### TASK DESCRIPTION
Begin at the first line of the records below and, please, give each line again exactly until the line with "static PARAGRAPH_SEL: LazyLock<Selector>" is included.

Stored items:
[Start of section]
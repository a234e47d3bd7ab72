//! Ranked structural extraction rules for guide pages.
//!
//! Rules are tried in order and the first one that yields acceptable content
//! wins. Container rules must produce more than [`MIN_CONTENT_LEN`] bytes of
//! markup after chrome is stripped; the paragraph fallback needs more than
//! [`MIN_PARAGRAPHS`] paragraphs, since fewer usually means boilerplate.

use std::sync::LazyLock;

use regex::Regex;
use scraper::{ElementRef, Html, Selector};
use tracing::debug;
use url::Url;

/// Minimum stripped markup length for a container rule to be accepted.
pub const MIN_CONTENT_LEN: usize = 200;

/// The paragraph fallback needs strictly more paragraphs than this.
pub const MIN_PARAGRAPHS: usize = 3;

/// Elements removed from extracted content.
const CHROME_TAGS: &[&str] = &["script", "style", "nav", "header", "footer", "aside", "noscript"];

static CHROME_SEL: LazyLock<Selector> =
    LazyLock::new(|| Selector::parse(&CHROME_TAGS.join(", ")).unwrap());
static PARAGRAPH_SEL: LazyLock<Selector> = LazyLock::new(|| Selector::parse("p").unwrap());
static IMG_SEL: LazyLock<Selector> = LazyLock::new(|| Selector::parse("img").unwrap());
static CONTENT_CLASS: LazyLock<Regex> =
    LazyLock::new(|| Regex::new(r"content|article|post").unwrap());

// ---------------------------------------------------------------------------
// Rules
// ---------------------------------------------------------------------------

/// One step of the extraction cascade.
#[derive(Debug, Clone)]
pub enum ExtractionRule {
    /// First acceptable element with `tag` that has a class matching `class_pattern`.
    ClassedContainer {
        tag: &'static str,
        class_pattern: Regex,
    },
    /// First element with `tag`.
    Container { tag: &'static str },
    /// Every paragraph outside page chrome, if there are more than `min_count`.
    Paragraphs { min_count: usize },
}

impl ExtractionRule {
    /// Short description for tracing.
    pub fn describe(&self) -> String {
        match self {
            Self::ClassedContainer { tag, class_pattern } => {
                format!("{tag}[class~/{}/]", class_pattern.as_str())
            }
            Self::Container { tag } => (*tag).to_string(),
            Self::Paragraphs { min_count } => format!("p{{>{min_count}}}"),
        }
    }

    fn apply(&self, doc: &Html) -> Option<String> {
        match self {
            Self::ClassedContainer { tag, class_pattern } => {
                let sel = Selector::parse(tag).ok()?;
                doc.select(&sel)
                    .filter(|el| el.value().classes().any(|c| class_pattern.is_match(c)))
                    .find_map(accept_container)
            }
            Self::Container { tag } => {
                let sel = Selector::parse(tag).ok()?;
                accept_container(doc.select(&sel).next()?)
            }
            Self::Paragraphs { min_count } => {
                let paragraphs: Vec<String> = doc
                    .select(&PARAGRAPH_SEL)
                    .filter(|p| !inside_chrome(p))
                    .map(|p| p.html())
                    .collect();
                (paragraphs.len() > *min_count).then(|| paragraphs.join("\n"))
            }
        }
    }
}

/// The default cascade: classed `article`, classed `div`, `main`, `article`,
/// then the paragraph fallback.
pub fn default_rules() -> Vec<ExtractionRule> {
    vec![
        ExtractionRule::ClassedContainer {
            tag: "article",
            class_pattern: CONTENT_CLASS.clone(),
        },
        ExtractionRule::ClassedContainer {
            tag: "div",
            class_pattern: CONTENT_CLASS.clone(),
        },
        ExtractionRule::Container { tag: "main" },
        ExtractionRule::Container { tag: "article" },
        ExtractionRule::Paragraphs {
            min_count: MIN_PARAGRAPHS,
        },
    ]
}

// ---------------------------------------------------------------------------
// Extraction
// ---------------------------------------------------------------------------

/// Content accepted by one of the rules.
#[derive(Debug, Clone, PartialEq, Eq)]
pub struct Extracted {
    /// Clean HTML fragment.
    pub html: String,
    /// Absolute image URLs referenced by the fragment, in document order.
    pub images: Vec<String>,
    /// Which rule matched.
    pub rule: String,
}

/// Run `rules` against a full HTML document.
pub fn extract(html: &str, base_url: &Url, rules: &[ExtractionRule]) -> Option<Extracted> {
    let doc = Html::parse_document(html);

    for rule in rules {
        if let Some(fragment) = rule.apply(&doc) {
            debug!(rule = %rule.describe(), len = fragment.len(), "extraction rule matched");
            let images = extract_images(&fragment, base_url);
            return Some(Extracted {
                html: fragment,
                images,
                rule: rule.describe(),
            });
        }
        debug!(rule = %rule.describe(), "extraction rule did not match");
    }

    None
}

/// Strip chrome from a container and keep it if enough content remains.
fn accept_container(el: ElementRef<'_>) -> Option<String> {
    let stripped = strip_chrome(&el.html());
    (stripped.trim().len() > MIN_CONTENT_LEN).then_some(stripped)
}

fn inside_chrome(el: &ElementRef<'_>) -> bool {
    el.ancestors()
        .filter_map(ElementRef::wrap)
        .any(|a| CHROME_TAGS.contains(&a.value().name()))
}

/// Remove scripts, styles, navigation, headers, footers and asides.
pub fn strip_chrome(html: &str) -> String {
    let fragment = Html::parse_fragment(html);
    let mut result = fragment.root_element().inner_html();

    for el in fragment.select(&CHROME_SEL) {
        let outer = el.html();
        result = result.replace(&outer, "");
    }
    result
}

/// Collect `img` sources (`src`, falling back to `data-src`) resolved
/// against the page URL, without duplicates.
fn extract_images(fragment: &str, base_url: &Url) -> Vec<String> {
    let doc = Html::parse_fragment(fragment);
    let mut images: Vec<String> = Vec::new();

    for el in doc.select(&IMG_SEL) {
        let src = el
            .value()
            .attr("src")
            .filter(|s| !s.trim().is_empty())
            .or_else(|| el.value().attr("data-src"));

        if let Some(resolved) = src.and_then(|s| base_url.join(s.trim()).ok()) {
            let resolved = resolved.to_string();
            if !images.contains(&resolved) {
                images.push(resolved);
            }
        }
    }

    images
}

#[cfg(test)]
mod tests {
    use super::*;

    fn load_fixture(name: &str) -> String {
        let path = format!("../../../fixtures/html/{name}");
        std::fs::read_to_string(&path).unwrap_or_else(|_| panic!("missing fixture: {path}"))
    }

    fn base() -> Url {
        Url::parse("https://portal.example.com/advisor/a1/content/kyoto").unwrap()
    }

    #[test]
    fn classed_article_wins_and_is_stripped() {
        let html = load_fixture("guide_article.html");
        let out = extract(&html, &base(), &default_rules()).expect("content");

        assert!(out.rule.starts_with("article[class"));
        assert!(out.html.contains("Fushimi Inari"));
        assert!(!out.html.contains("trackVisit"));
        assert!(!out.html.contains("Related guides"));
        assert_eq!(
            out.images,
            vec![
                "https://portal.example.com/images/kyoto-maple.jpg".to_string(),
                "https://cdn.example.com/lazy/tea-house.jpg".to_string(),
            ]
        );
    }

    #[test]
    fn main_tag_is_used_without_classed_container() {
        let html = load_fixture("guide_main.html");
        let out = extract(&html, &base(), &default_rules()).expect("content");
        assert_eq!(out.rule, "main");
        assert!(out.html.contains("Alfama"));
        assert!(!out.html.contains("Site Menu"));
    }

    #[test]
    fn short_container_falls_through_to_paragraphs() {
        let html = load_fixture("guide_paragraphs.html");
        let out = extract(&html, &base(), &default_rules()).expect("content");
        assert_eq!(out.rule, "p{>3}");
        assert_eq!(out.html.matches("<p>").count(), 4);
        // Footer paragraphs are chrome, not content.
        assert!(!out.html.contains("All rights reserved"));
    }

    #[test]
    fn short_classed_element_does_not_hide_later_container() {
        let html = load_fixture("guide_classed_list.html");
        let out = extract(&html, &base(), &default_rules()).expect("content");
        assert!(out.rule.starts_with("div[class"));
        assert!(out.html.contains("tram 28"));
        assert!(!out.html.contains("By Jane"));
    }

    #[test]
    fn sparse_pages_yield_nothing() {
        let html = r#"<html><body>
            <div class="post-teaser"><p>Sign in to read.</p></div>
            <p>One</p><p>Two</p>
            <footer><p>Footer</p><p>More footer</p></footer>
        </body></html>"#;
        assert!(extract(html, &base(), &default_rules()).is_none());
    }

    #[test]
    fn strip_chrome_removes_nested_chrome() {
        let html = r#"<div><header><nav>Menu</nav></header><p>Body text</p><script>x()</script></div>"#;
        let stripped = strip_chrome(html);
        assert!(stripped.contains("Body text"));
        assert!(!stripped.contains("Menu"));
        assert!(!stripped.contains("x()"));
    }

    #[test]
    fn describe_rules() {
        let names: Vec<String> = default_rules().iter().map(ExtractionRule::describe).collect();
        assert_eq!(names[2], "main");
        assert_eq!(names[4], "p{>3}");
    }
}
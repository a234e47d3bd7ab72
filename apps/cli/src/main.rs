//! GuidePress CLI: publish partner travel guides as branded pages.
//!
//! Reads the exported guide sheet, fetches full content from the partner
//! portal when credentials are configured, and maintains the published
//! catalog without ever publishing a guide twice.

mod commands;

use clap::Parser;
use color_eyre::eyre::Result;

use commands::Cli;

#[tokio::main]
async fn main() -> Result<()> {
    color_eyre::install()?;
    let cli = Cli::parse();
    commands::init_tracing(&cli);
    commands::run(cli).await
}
[End of section]
### TASK RESULT
repository a234e47d3bd7ab72
//! Ranked structural extraction rules for guide pages.
//!
//! Rules are tried in order and the first one that yields acceptable content
//! wins. Container rules must produce more than [`MIN_CONTENT_LEN`] bytes of
//! markup after chrome is stripped; the paragraph fallback needs more than
//! [`MIN_PARAGRAPHS`] paragraphs, since fewer usually means boilerplate.

use std::sync::LazyLock;

use regex::Regex;
use scraper::{ElementRef, Html, Selector};
use tracing::debug;
use url::Url;

/// Minimum stripped markup length for a container rule to be accepted.
pub const MIN_CONTENT_LEN: usize = 200;

/// The paragraph fallback needs strictly more paragraphs than this.
pub const MIN_PARAGRAPHS: usize = 3;

/// Elements removed from extracted content.
const CHROME_TAGS: &[&str] = &["script", "style", "nav", "header", "footer", "aside", "noscript"];

static CHROME_SEL: LazyLock<Selector> =
    LazyLock::new(|| Selector::parse(&CHROME_TAGS.join(", ")).unwrap());
static PARAGRAPH_SEL: LazyLock<Selector> = LazyLock::new(|| Selector::parse("p").unwrap());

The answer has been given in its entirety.